Une clôture en grillage et des panneaux marqués «danger» délimitent le site d'In Akker dans le Sahara algérien où des déchets radioactifs sont toujours à l'air libre après 13 essais nucléaires français effectués dans les années 1960.
Au bord de la principale route dans le grand sud, le temps semble figé. Depuis le départ des Français à la fin de l'année 1967, aucune opération de décontamination n'a été menée sur le site d'In Akker, à 150 km au Nord de Tamanrasset (1970 km au Sud d'Alger), où ont été effectués 13 essais nucléaires souterrains, sur les 17 réalisés dans le Sahara algérien.Le site des tirs contient «des centaines de milliers de tonnes de déchets radioactifs» et constitue un danger pour les populations locales et l'environnement, déclare à l'AFP Roland Desbordes, membre de la commission de recherche et d'information indépendantes sur la radioactivité (CRIIAD, France).
M. Desbordes était jeudi sur les lieux avec une équipe de chercheurs algériens et étrangers, des journalistes et des victimes des essais.
«Les laves des roches qui ont fondu sous l'effet des explosions entourent la montagne et constituent des déchets hautement radioactifs. Il y a toujours des gens qui récupèrent du métal et des câbles abandonnés sur les lieux», affirme-t-il.
«Je n'ai jamais vu un tel niveau de radioactivité. Sur la lave, on reçoit 100 fois plus que la radioactivité naturelle», dit-il encore.
Douze des 13 essais ont provoqué des fuites radioactives et quatre des accidents, indique Ammar Mansouri, chercheur au Centre de recherche nucléaire d'Alger en comparant l'essai du 1er mai 1962 à l'accident nucléaire de Tchernobyl en 1986 (Ukraine).
«Le 1er mai 1962, un essai a été raté. Il n'avait pas été suffisamment confiné. L'accident a provoqué un nuage radioactif de 2600 m d'altitude irradiant ceux qui étaient sur place et plusieurs régions», dit-il.
Michel Dessoubrais, 69 ans, faisait partie ce jour-là d'un groupe de neuf militaires postés à quelques kilomètres de la montagne.
«J'étais en face de la montagne au moment de l'explosion. C'était terrible. La terre a tremblé sous nos pieds. Un nuage radioactif de 2.600 m de hauteur nous a irradié», se souvient-il.
Le président de l'association du 13 février 1960, en référence à la date du premier essai nucléaire à Reggane (1 700 km au Sud d'Alger), El Hamel Omar, se contente de parler de revendications humanitaires.
«Nous réclamons la décontamination des sites, la construction d'un hôpital pour soigner les personnes malades et de laboratoires de recherches pour suivre les effets de ces essais», précise-t-il à l'AFP.

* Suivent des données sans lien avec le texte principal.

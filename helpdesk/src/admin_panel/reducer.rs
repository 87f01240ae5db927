//! Reducer for the admin panel.
//!
//! Every remote call is an [`Effect::Future`] that feeds its result back as
//! an action. Successful writes never patch local collections: they trigger
//! a fresh fetch of the affected collection instead.

use super::types::{AdminPanelAction, AdminPanelState};
use helpdesk_core::{
    effect::Effect, reducer::Reducer, NewMessage, Session, SmallVec, StoreError, TicketId,
    TicketStatus, TicketStore, TransitionPolicy, smallvec,
};
use std::sync::Arc;

/// Shown when a ticket write fails
pub const TICKET_WRITE_FAILED: &str = "Could not update the ticket. Please try again.";

/// Shown when a user write fails
pub const USER_WRITE_FAILED: &str = "Could not save the user. Please try again.";

/// Dependencies of the admin panel
#[derive(Clone)]
pub struct AdminPanelEnvironment {
    /// Remote ticket store
    pub store: Arc<dyn TicketStore>,
    /// Operator using the panel
    pub session: Session,
    /// Allowed status changes
    pub policy: TransitionPolicy,
}

impl AdminPanelEnvironment {
    /// Creates a new `AdminPanelEnvironment`
    #[must_use]
    pub fn new(store: Arc<dyn TicketStore>, session: Session, policy: TransitionPolicy) -> Self {
        Self {
            store,
            session,
            policy,
        }
    }
}

/// Reducer for the admin panel
#[derive(Clone, Copy, Debug, Default)]
pub struct AdminPanelReducer;

impl AdminPanelReducer {
    /// Creates a new `AdminPanelReducer`
    #[must_use]
    pub const fn new() -> Self {
        Self
    }

    fn fetch_tickets(env: &AdminPanelEnvironment) -> Effect<AdminPanelAction> {
        let store = Arc::clone(&env.store);
        let session = env.session.clone();
        Effect::future(async move {
            Some(AdminPanelAction::TicketsLoaded(
                store.list_tickets(&session).await,
            ))
        })
    }

    fn fetch_users(env: &AdminPanelEnvironment) -> Effect<AdminPanelAction> {
        let store = Arc::clone(&env.store);
        let session = env.session.clone();
        Effect::future(async move {
            Some(AdminPanelAction::UsersLoaded(store.list_users(&session).await))
        })
    }

    /// Status update effect
    ///
    /// With `verify` the current status is read from the store and checked
    /// against the policy before the update is sent.
    fn change_status(
        env: &AdminPanelEnvironment,
        ticket_id: TicketId,
        status: TicketStatus,
        verify: bool,
    ) -> Effect<AdminPanelAction> {
        let store = Arc::clone(&env.store);
        let session = env.session.clone();
        let policy = env.policy;
        Effect::future(async move {
            if verify {
                let current = match store.list_tickets(&session).await {
                    Ok(tickets) => tickets
                        .into_iter()
                        .find(|t| t.id() == ticket_id)
                        .map(|t| t.ticket.status),
                    Err(error) => return Some(AdminPanelAction::StatusChanged(Err(error))),
                };
                let Some(current) = current else {
                    return Some(AdminPanelAction::StatusChanged(Err(StoreError::not_found(
                        "ticket", ticket_id,
                    ))));
                };
                if let Err(error) = policy.check(current, status) {
                    return Some(AdminPanelAction::StatusRefused(error));
                }
            }
            Some(AdminPanelAction::StatusChanged(
                store.update_ticket_status(&session, ticket_id, status).await,
            ))
        })
    }

    /// Admin actions are refused for non-admin sessions
    const fn requires_admin(action: &AdminPanelAction) -> bool {
        matches!(
            action,
            AdminPanelAction::Refresh
                | AdminPanelAction::LoadTickets
                | AdminPanelAction::LoadUsers
                | AdminPanelAction::ChangeStatus { .. }
                | AdminPanelAction::Reply { .. }
                | AdminPanelAction::CreateUser(_)
                | AdminPanelAction::UpdateUser { .. }
                | AdminPanelAction::DeleteUser(_)
        )
    }
}
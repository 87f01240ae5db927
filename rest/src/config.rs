//! Remote service location and public key.

use thiserror::Error;

/// Environment variable holding the service base URL
pub const URL_VAR: &str = "SUPABASE_URL";

/// Environment variable holding the public (anon) API key
pub const ANON_KEY_VAR: &str = "SUPABASE_ANON_KEY";

/// Errors from loading remote configuration
#[derive(Error, Debug, Clone, PartialEq, Eq)]
pub enum ConfigError {
    /// A required variable is absent or empty
    #[error("Missing required environment variable {0}")]
    Missing(&'static str),
}

/// Where the remote store lives and how to identify the application to it
#[derive(Clone, Debug, PartialEq, Eq)]
pub struct RemoteConfig {
    /// Base URL without trailing slash, e.g. `https://abc.supabase.co`
    pub url: String,
    /// Public key sent as the `apikey` header on every request
    pub anon_key: String,
}

impl RemoteConfig {
    /// Create a config, normalizing the URL
    #[must_use]
    pub fn new(url: impl Into<String>, anon_key: impl Into<String>) -> Self {
        let url = url.into();
        Self {
            url: url.trim_end_matches('/').to_string(),
            anon_key: anon_key.into(),
        }
    }

    /// Load from `SUPABASE_URL` and `SUPABASE_ANON_KEY`
    ///
    /// # Errors
    ///
    /// Returns [`ConfigError::Missing`] if either variable is absent or blank.
    pub fn from_env() -> Result<Self, ConfigError> {
        Self::from_lookup(|key| std::env::var(key).ok())
    }

    /// Load using an arbitrary variable source
    ///
    /// # Errors
    ///
    /// Returns [`ConfigError::Missing`] if either variable is absent or blank.
    pub fn from_lookup(lookup: impl Fn(&str) -> Option<String>) -> Result<Self, ConfigError> {
        let required = |key: &'static str| {
            lookup(key)
                .map(|value| value.trim().to_string())
                .filter(|value| !value.is_empty())
                .ok_or(ConfigError::Missing(key))
        };

        Ok(Self::new(required(URL_VAR)?, required(ANON_KEY_VAR)?))
    }

    /// URL of a table endpoint
    #[must_use]
    pub fn rest_url(&self, table: &str) -> String {
        format!("{}/rest/v1/{table}", self.url)
    }

    /// URL of an auth endpoint
    #[must_use]
    pub fn auth_url(&self, path: &str) -> String {
        format!("{}/auth/v1/{path}", self.url)
    }
}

«Nous voulons savoir s'il existe une relation entre les 80 cas de cancers à l'hôpital de Reggane et les essais», ajoute-t-il.
Pour M. Desbordes, il n'y a pas de temps à perdre. «Il faut rassembler en urgence les déchets radioactifs et récupérer tout ce qui a été dispersé, les confiner et les isoler».
Un comité conjoint franco-algérien a été mis en place après la visite en 2007 du président Nicolas Sarkozy en Algérie pour réaliser une expertise des sites nucléaires avec la collecte de données et d'études.
Mais pour le juriste Azzedine Zalani, les ministères algériens de la Santé et de l'Environnement doivent agir sans attendre pour sécuriser les sites des essais.
Pour lui, «les autorités sanitaires et environnementales algériennes doivent prendre toutes les mesures nécessaires pour protéger les populations des radiations. On ne doit pas attendre un geste de la France».